Ogni Paese ha i propri eroi che, tra leggenda e realtà per le loro prodezze, divennero famosi. La Svizzera, ad esempio, ha Guglielmo Tèll, eroe nazionale vissuto tra il XIII- XIV secolo, sebbene la sua reale esistenza è avvolta in molti dubbi. L’ Eroe si distingueva per la sua abilità di cacciatore nel tiro con la balestra. Fu in grado di colpire una mela posta sul capo del proprio figlio da una distanza eccezionale. Nel tiranese vi fu un personaggio non da meno abile, ma cacciatore con il tiro della fionda. Forse vale la pena di ricordarlo per una sua prodezza e tramandarla ai posteri.

 

Il “Guglielmo Tèll” tiranese

Questa è una storia vera, d’una prodezza di un nostro avo montanaro che seppe, con la voglia di vivere in allegria e soprattutto per la sua abilità di cacciatore, di compiere una impresa non da poco che gli fruttò il soprannome di “Tèll ”. Proprio come il cognome famoso di quell’eroico personaggio nazionale svizzero, la cui storia è conosciuta in tutto il Mondo, soprattutto come abile arciere. Una sola differenza con il Nostro. Guglielmo Téll maneggiava balestra e frecce con maestria eccezionale, la stessa cosa la faceva il nostro Guglielmo, non con la balestra ma con la sua fionda. Probabilmente sono l’unico a ricordare l’avventura di Guglielmo, perciò terrò fede al racconto che mi fece mia nonna Virginia, testimone oculare. Al giorno d’oggi, questo fatto , potrebbe far parlare di tentato “ mulicidio “. Non mi piacciono le premesse, ma devo specificare il tempo e il luogo dove si svolse il fatto. Erano gli anni ’40. Mia nonna svolgeva due compiti in quel di Ronco. Il primo era quello di “ cantiniera “ cioè quello di “ mandare avanti “ l’osteria di Ronco a colpi di gazzose, birra e calici di vino fresco. All’osteria i “ viciurin “ con le loro “priàle” si fermavano per dissetarsi e per riprendere fiato dalle loro fatiche. Ma dov’è Ronco ? Lo potete raggiungere salendo alla nota alpe Canali per poi scendere per una stradina in mezzo ai boschi.
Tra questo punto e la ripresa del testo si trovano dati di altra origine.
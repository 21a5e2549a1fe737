//! Dictionary Fetcher - One HTTP GET Per Dictionary
//!
//! Downloads the compression dictionary of a single store version from a
//! randomly picked ready-to-serve storage node:
//!
//! ```text
//! GET {scheme}://{host}:{port}/dictionary/{store}/{version}
//! ```
//!
//! A single deadline (`dictionary_retrieval_time_ms`) bounds the whole
//! resolve-connect-transfer sequence. Any 2xx response with a non-empty
//! body succeeds and yields the exact body bytes; everything else maps to a
//! typed [`FetchError`]. The fetcher does not retry; retry policy lives in
//! the retrieval service.

use crate::config::RouterConfig;
use crate::error::{FetchError, RouterError};
use crate::instance::{InstanceDirectory, ReplicaPicker};
use bytes::Bytes;
use keyhouse_core::topic;
use std::sync::Arc;
use std::time::Duration;
use tracing::debug;

/// Idle connections kept per storage node.
const MAX_IDLE_CONNECTIONS_PER_HOST: usize = 2;

/// Downloads compression dictionaries from storage nodes.
pub struct DictionaryFetcher {
    client: reqwest::Client,
    picker: ReplicaPicker,
    timeout: Duration,
    ssl_enabled: bool,
}

impl DictionaryFetcher {
    pub fn new(
        directory: Arc<dyn InstanceDirectory>,
        config: &RouterConfig,
    ) -> Result<Self, RouterError> {
        let timeout = config.retrieval_timeout();
        let client = reqwest::Client::builder()
            .timeout(timeout)
            .pool_max_idle_per_host(MAX_IDLE_CONNECTIONS_PER_HOST)
            .build()
            .map_err(|error| RouterError::Transport(error.to_string()))?;

        Ok(Self {
            client,
            picker: ReplicaPicker::new(directory),
            timeout,
            ssl_enabled: config.ssl_enabled,
        })
    }

    /// Download the dictionary for one store version.
    pub async fn fetch(&self, store_name: &str, version_number: u32) -> Result<Bytes, FetchError> {
        let topic = topic::compose(store_name, version_number);

        let instance = self
            .picker
            .pick(&topic)
            .ok_or_else(|| FetchError::NoReplica {
                topic: topic.clone(),
            })?;

        let url = format!(
            "{}/dictionary/{}/{}",
            instance.url(self.ssl_enabled),
            store_name,
            version_number
        );
        debug!(topic = %topic, url = %url, "downloading dictionary");

        let response = self
            .client
            .get(&url)
            .send()
            .await
            .map_err(|error| self.classify(error, &url))?;

        let status = response.status();
        if !status.is_success() {
            return Err(FetchError::HttpStatus {
                status: status.as_u16(),
                url,
            });
        }

        let body = response
            .bytes()
            .await
            .map_err(|error| self.classify(error, &url))?;

        if body.is_empty() {
            return Err(FetchError::BadResponse { url });
        }

        Ok(body)
    }

    fn classify(&self, error: reqwest::Error, url: &str) -> FetchError {
        if error.is_timeout() {
            FetchError::Timeout {
                url: url.to_string(),
                timeout: self.timeout,
            }
        } else if error.is_body() || error.is_decode() {
            FetchError::BadResponse {
                url: url.to_string(),
            }
        } else {
            FetchError::Transport {
                url: url.to_string(),
                detail: error.to_string(),
            }
        }
    }
}

#[cfg(test)]
mod tests {
    use super::*;
    use crate::instance::{Instance, StaticInstanceDirectory};
    use wiremock::matchers::{method, path};
    use wiremock::{Mock, MockServer, ResponseTemplate};

    fn config_with_timeout_ms(ms: u64) -> RouterConfig {
        RouterConfig {
            dictionary_retrieval_time_ms: ms,
            ..RouterConfig::default()
        }
    }

    async fn fetcher_for(server: &MockServer, topic: &str, timeout_ms: u64) -> DictionaryFetcher {
        let address = server.address();
        let directory = Arc::new(StaticInstanceDirectory::new());
        directory.set_single_replica(topic, Instance::new(address.ip().to_string(), address.port()));
        DictionaryFetcher::new(directory, &config_with_timeout_ms(timeout_ms)).unwrap()
    }

    #[tokio::test]
    async fn test_fetch_success_returns_body() {
        let server = MockServer::start().await;
        Mock::given(method("GET"))
            .and(path("/dictionary/orders/1"))
            .respond_with(ResponseTemplate::new(200).set_body_bytes(vec![0xAA, 0xBB]))
            .expect(1)
            .mount(&server)
            .await;

        let fetcher = fetcher_for(&server, "orders_v1", 2_000).await;
        let bytes = fetcher.fetch("orders", 1).await.unwrap();
        assert_eq!(bytes.as_ref(), &[0xAA, 0xBB]);
    }

    #[tokio::test]
    async fn test_fetch_no_replica() {
        let directory = Arc::new(StaticInstanceDirectory::new());
        let fetcher =
            DictionaryFetcher::new(directory, &config_with_timeout_ms(1_000)).unwrap();

        let error = fetcher.fetch("orders", 1).await.unwrap_err();
        assert!(matches!(error, FetchError::NoReplica { topic } if topic == "orders_v1"));
    }

    #[tokio::test]
    async fn test_fetch_http_error() {
        let server = MockServer::start().await;
        Mock::given(method("GET"))
            .and(path("/dictionary/orders/1"))
            .respond_with(ResponseTemplate::new(503))
            .mount(&server)
            .await;

        let fetcher = fetcher_for(&server, "orders_v1", 2_000).await;
        let error = fetcher.fetch("orders", 1).await.unwrap_err();
        assert!(matches!(error, FetchError::HttpStatus { status: 503, .. }));
    }

    #[tokio::test]
    async fn test_fetch_empty_body_is_bad_response() {
        let server = MockServer::start().await;
        Mock::given(method("GET"))
            .and(path("/dictionary/orders/1"))
            .respond_with(ResponseTemplate::new(200))
            .mount(&server)
            .await;

        let fetcher = fetcher_for(&server, "orders_v1", 2_000).await;
        let error = fetcher.fetch("orders", 1).await.unwrap_err();
        assert!(matches!(error, FetchError::BadResponse { .. }));
    }

    #[tokio::test]
    async fn test_fetch_timeout() {
        let server = MockServer::start().await;
        Mock::given(method("GET"))
            .and(path("/dictionary/orders/1"))
            .respond_with(
                ResponseTemplate::new(200)
                    .set_body_bytes(vec![0x01])
                    .set_delay(Duration::from_secs(5)),
            )
            .mount(&server)
            .await;

        let fetcher = fetcher_for(&server, "orders_v1", 200).await;
        let error = fetcher.fetch("orders", 1).await.unwrap_err();
        assert!(matches!(error, FetchError::Timeout { .. }));
    }

    #[tokio::test]
    async fn test_fetch_transport_error() {
        // A port with nothing listening on it.
        let directory = Arc::new(StaticInstanceDirectory::new());
        directory.set_single_replica("orders_v1", Instance::new("127.0.0.1", 1));
        let fetcher =
            DictionaryFetcher::new(directory, &config_with_timeout_ms(1_000)).unwrap();

        let error = fetcher.fetch("orders", 1).await.unwrap_err();
        assert!(matches!(
            error,
            FetchError::Transport { .. } | FetchError::Timeout { .. }
        ));
    }
}
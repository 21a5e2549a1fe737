//! Metadata Repository - Read-Only Snapshot Access and Change Events
//!
//! Consumers of store metadata (routers, storage nodes) do not talk to the
//! cluster coordinator directly. They read a locally cached snapshot through
//! [`MetadataRepository`] and react to [`StoreDataChangedListener`] callbacks
//! when a store is created, changed, or deleted.
//!
//! [`InMemoryMetadataRepository`] is the snapshot-backed implementation
//! bundled with this crate. Embedding processes mutate it with
//! [`InMemoryMetadataRepository::put_store`] and
//! [`InMemoryMetadataRepository::delete_store`], which fire the registered
//! listeners synchronously on the mutating thread. Listeners must therefore
//! be fast and internally synchronized.

use crate::error::Result;
use crate::types::Store;
use async_trait::async_trait;
use std::collections::HashMap;
use std::sync::{Arc, PoisonError, RwLock};
use tracing::debug;

/// Callbacks fired when store metadata changes.
///
/// Delivery may happen on arbitrary threads, and callbacks for different
/// stores may interleave. Implementations must not assume any cross-store
/// ordering.
pub trait StoreDataChangedListener: Send + Sync {
    fn store_created(&self, store: &Store);
    fn store_changed(&self, store: &Store);
    fn store_deleted(&self, store: &Store);
}

/// Read-only access to the cached store metadata snapshot.
#[async_trait]
pub trait MetadataRepository: Send + Sync {
    /// Resynchronize the cached snapshot with the metadata source.
    async fn refresh(&self) -> Result<()>;

    /// All stores in the current snapshot.
    async fn all_stores(&self) -> Result<Vec<Store>>;

    /// Look up one store by name.
    async fn store(&self, name: &str) -> Result<Option<Store>>;

    /// Register a listener for store change events.
    fn register_store_data_changed_listener(&self, listener: Arc<dyn StoreDataChangedListener>);
}

/// Snapshot-backed repository holding stores in memory.
#[derive(Default)]
pub struct InMemoryMetadataRepository {
    stores: RwLock<HashMap<String, Store>>,
    listeners: RwLock<Vec<Arc<dyn StoreDataChangedListener>>>,
}

impl InMemoryMetadataRepository {
    pub fn new() -> Self {
        Self::default()
    }

    /// Insert or replace a store and notify listeners.
    ///
    /// Fires `store_created` when the store was previously unknown and
    /// `store_changed` otherwise.
    pub fn put_store(&self, store: Store) {
        let created = self
            .stores
            .write()
            .unwrap_or_else(PoisonError::into_inner)
            .insert(store.name.clone(), store.clone())
            .is_none();

        debug!(store = %store.name, created, "store metadata updated");

        let listeners = self
            .listeners
            .read()
            .unwrap_or_else(PoisonError::into_inner)
            .clone();
        for listener in listeners {
            if created {
                listener.store_created(&store);
            } else {
                listener.store_changed(&store);
            }
        }
    }

    /// Remove a store and notify listeners with its last known state.
    pub fn delete_store(&self, name: &str) {
        let removed = self
            .stores
            .write()
            .unwrap_or_else(PoisonError::into_inner)
            .remove(name);

        if let Some(store) = removed {
            debug!(store = %store.name, "store metadata deleted");
            let listeners = self
                .listeners
                .read()
                .unwrap_or_else(PoisonError::into_inner)
                .clone();
            for listener in listeners {
                listener.store_deleted(&store);
            }
        }
    }
}

#[async_trait]
impl MetadataRepository for InMemoryMetadataRepository {
    async fn refresh(&self) -> Result<()> {
        // The snapshot is the source of truth here; nothing to resync.
        Ok(())
    }

    async fn all_stores(&self) -> Result<Vec<Store>> {
        Ok(self
            .stores
            .read()
            .unwrap_or_else(PoisonError::into_inner)
            .values()
            .cloned()
            .collect())
    }

    async fn store(&self, name: &str) -> Result<Option<Store>> {
        Ok(self
            .stores
            .read()
            .unwrap_or_else(PoisonError::into_inner)
            .get(name)
            .cloned())
    }

    fn register_store_data_changed_listener(&self, listener: Arc<dyn StoreDataChangedListener>) {
        self.listeners
            .write()
            .unwrap_or_else(PoisonError::into_inner)
            .push(listener);
    }
}

#[cfg(test)]
mod tests {
    use super::*;
    use crate::types::{Version, VersionStatus};
    use keyhouse_core::CompressionStrategy;
    use std::sync::Mutex;

    #[derive(Default)]
    struct RecordingListener {
        events: Mutex<Vec<String>>,
    }

    impl StoreDataChangedListener for RecordingListener {
        fn store_created(&self, store: &Store) {
            self.events
                .lock()
                .unwrap()
                .push(format!("created:{}", store.name));
        }

        fn store_changed(&self, store: &Store) {
            self.events
                .lock()
                .unwrap()
                .push(format!("changed:{}", store.name));
        }

        fn store_deleted(&self, store: &Store) {
            self.events
                .lock()
                .unwrap()
                .push(format!("deleted:{}", store.name));
        }
    }

    fn sample_store(name: &str) -> Store {
        Store::new(
            name,
            vec![Version::new(
                name,
                1,
                VersionStatus::Online,
                CompressionStrategy::NoOp,
            )],
        )
    }

    #[tokio::test]
    async fn test_put_and_lookup() {
        let repo = InMemoryMetadataRepository::new();
        repo.put_store(sample_store("orders"));

        let store = repo.store("orders").await.unwrap().unwrap();
        assert_eq!(store.name, "orders");
        assert!(repo.store("missing").await.unwrap().is_none());
    }

    #[tokio::test]
    async fn test_all_stores() {
        let repo = InMemoryMetadataRepository::new();
        repo.put_store(sample_store("a"));
        repo.put_store(sample_store("b"));

        let mut names: Vec<String> = repo
            .all_stores()
            .await
            .unwrap()
            .into_iter()
            .map(|s| s.name)
            .collect();
        names.sort();
        assert_eq!(names, vec!["a", "b"]);
    }

    #[tokio::test]
    async fn test_listener_created_then_changed() {
        let repo = InMemoryMetadataRepository::new();
        let listener = Arc::new(RecordingListener::default());
        repo.register_store_data_changed_listener(listener.clone());

        repo.put_store(sample_store("orders"));
        repo.put_store(sample_store("orders"));

        let events = listener.events.lock().unwrap().clone();
        assert_eq!(events, vec!["created:orders", "changed:orders"]);
    }

    #[tokio::test]
    async fn test_listener_deleted() {
        let repo = InMemoryMetadataRepository::new();
        let listener = Arc::new(RecordingListener::default());
        repo.register_store_data_changed_listener(listener.clone());

        repo.put_store(sample_store("orders"));
        repo.delete_store("orders");
        // Deleting an unknown store fires nothing.
        repo.delete_store("orders");

        let events = listener.events.lock().unwrap().clone();
        assert_eq!(events, vec!["created:orders", "deleted:orders"]);
    }

    #[tokio::test]
    async fn test_delete_removes_from_snapshot() {
        let repo = InMemoryMetadataRepository::new();
        repo.put_store(sample_store("orders"));
        repo.delete_store("orders");

        assert!(repo.store("orders").await.unwrap().is_none());
        assert!(repo.all_stores().await.unwrap().is_empty());
    }

    #[tokio::test]
    async fn test_refresh_is_noop() {
        let repo = InMemoryMetadataRepository::new();
        repo.refresh().await.unwrap();
    }
}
E’ un gruppo di quattro case poste a circa 930 metri sul livello del mare. Il luogo è incantevole. A valle la vista spazia sulla catena delle alpi Orobiche sino alla Malgina e a nord sulle Retiche sin sopra Sondalo. La valle di Poschiavo e il gruppo del Bernina vi si parano innanzi, quasi cadendo ai vostri piedi nelle belle giornate di sole. Guglielmo era solito fermarsi con la sua “ priàla “ a Ronco. Ma chi era costui ? Era conosciuto da molti come cacciatore di frodo, ma lo faceva per sfamare la famiglia. Quando qualcosa gli andava di traverso non imprecava contro i Santi, ma stilava un interminabile lista di nomi di donne di buon mestiere, per poi sfogarsi traendo la fionda dal suo “ rutcksack “ e mirando alla selvaggina. Era il suo sfogo preferito. La sua fionda era speciale.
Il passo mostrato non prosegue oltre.